(Saved entries)
• • • •

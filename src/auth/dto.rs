use serde::{Deserialize, Serialize};
use time::OffsetDateTime;
use uuid::Uuid;

/// Account role chosen at signup.
#[derive(Debug, Clone, Copy, Serialize, Deserialize, PartialEq, Eq, Default)]
#[serde(rename_all = "lowercase")]
pub enum Role {
    #[default]
    Learner,
    Instructor,
}

impl Role {
    pub fn as_str(&self) -> &'static str {
        match self {
            Role::Learner => "learner",
            Role::Instructor => "instructor",
        }
    }

    pub fn parse(s: &str) -> Option<Role> {
        match s {
            "learner" => Some(Role::Learner),
            "instructor" => Some(Role::Instructor),
            _ => None,
        }
    }

    /// Landing page after login.
    pub fn home_path(&self) -> &'static str {
        match self {
            Role::Learner => "/courses",
            Role::Instructor => "/instructor/dashboard",
        }
    }

    /// Human name of the landing page, used in the signup confirmation.
    pub fn home_label(&self) -> &'static str {
        match self {
            Role::Learner => "코스 카탈로그",
            Role::Instructor => "강사 대시보드",
        }
    }
}

/// Request body for `POST /auth/signup`.
#[derive(Debug, Clone, Serialize, Deserialize, PartialEq, Eq)]
#[serde(rename_all = "camelCase")]
pub struct SignupRequest {
    pub email: String,
    pub password: String,
    pub role: Role,
    pub name: String,
    pub phone_number: String,
    pub agree_to_terms: bool,
}

/// Request body for `POST /auth/terms-agreement`.
#[derive(Debug, Clone, Serialize, Deserialize, PartialEq, Eq)]
#[serde(rename_all = "camelCase")]
pub struct TermsAgreementRequest {
    pub user_id: Uuid,
}

#[derive(Debug, Clone, Serialize, Deserialize, PartialEq, Eq)]
#[serde(rename_all = "camelCase")]
pub struct UserProfile {
    pub id: Uuid,
    pub email: String,
    pub role: Role,
    pub name: String,
    #[serde(default, skip_serializing_if = "Option::is_none")]
    pub phone_number: Option<String>,
    #[serde(with = "time::serde::rfc3339")]
    pub created_at: OffsetDateTime,
    #[serde(with = "time::serde::rfc3339")]
    pub updated_at: OffsetDateTime,
}

#[derive(Debug, Clone, Serialize, Deserialize, PartialEq, Eq)]
#[serde(rename_all = "camelCase")]
pub struct TermsAgreement {
    pub id: Uuid,
    pub user_id: Uuid,
    #[serde(with = "time::serde::rfc3339")]
    pub agreed_at: OffsetDateTime,
}

#[derive(Debug, Clone, Serialize, Deserialize)]
pub struct SignupResponse {
    pub user: UserProfile,
    pub message: String,
}

#[derive(Debug, Clone, Serialize, Deserialize)]
pub struct TermsAgreementResponse {
    pub agreement: TermsAgreement,
    pub message: String,
}

/// Success side of the `{ success, data | error }` envelope.
#[derive(Debug, Serialize, Deserialize)]
pub struct Envelope<T> {
    pub success: bool,
    pub data: T,
}

impl<T> Envelope<T> {
    pub fn ok(data: T) -> Self {
        Self {
            success: true,
            data,
        }
    }
}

• • • •

- Task to carry out
Make a word-for-word copy of the records.

- Response area
filename src/auth/dto.rs
use serde::{Deserialize, Serialize};
use time::OffsetDateTime;
use uuid::Uuid;

/// Account role chosen at signup.
#[derive(Debug, Clone, Copy, Serialize, Deserialize, PartialEq, Eq, Default)]
#[serde(rename_all = "lowercase")]
pub enum Role {
    #[default]
    Learner,
    Instructor,
}

impl Role {
    pub fn as_str(&self) -> &'static str {
        match self {
            Role::Learner => "learner",
            Role::Instructor => "instructor",
        }
    }

    pub fn parse(s: &str) -> Option<Role> {
        match s {
            "learner" => Some(Role::Learner),
            "instructor" => Some(Role::Instructor),
            _ => None,
        }
    }

    /// Landing page after login.
    pub fn home_path(&self) -> &'static str {
        match self {
            Role::Learner => "/courses",
            Role::Instructor => "/instructor/dashboard",
        }
    }

    /// Human name of the landing page, used in the signup confirmation.
    pub fn home_label(&self) -> &'static str {
        match self {
            Role::Learner => "코스 카탈로그",
            Role::Instructor => "강사 대시보드",
        }
    }
}

/// Request body for `POST /auth/signup`.
#[derive(Debug, Clone, Serialize, Deserialize, PartialEq, Eq)]
#[serde(rename_all = "camelCase")]
pub struct SignupRequest {
    pub email: String,
    pub password: String,
    pub role: Role,
    pub name: String,
    pub phone_number: String,
    pub agree_to_terms: bool,
}

/// Request body for `POST /auth/terms-agreement`.
#[derive(Debug, Clone, Serialize, Deserialize, PartialEq, Eq)]
#[serde(rename_all = "camelCase")]
pub struct TermsAgreementRequest {
    pub user_id: Uuid,
}

#[derive(Debug, Clone, Serialize, Deserialize, PartialEq, Eq)]
#[serde(rename_all = "camelCase")]
pub struct UserProfile {
    pub id: Uuid,
    pub email: String,
    pub role: Role,
    pub name: String,
    #[serde(default, skip_serializing_if = "Option::is_none")]
    pub phone_number: Option<String>,
    #[serde(with = "time::serde::rfc3339")]
    pub created_at: OffsetDateTime,
    #[serde(with = "time::serde::rfc3339")]
    pub updated_at: OffsetDateTime,
}

#[derive(Debug, Clone, Serialize, Deserialize, PartialEq, Eq)]
#[serde(rename_all = "camelCase")]
pub struct TermsAgreement {
    pub id: Uuid,
    pub user_id: Uuid,
    #[serde(with = "time::serde::rfc3339")]
    pub agreed_at: OffsetDateTime,
}

#[derive(Debug, Clone, Serialize, Deserialize)]
pub struct SignupResponse {
    pub user: UserProfile,
    pub message: String,
}

#[derive(Debug, Clone, Serialize, Deserialize)]
pub struct TermsAgreementResponse {
    pub agreement: TermsAgreement,
    pub message: String,
}

/// Success side of the `{ success, data | error }` envelope.
#[derive(Debug, Serialize, Deserialize)]
pub struct Envelope<T> {
    pub success: bool,
    pub data: T,
}

impl<T> Envelope<T> {
    pub fn ok(data: T) -> Self {
        Self {
            success: true,
            data,
        }
    }
}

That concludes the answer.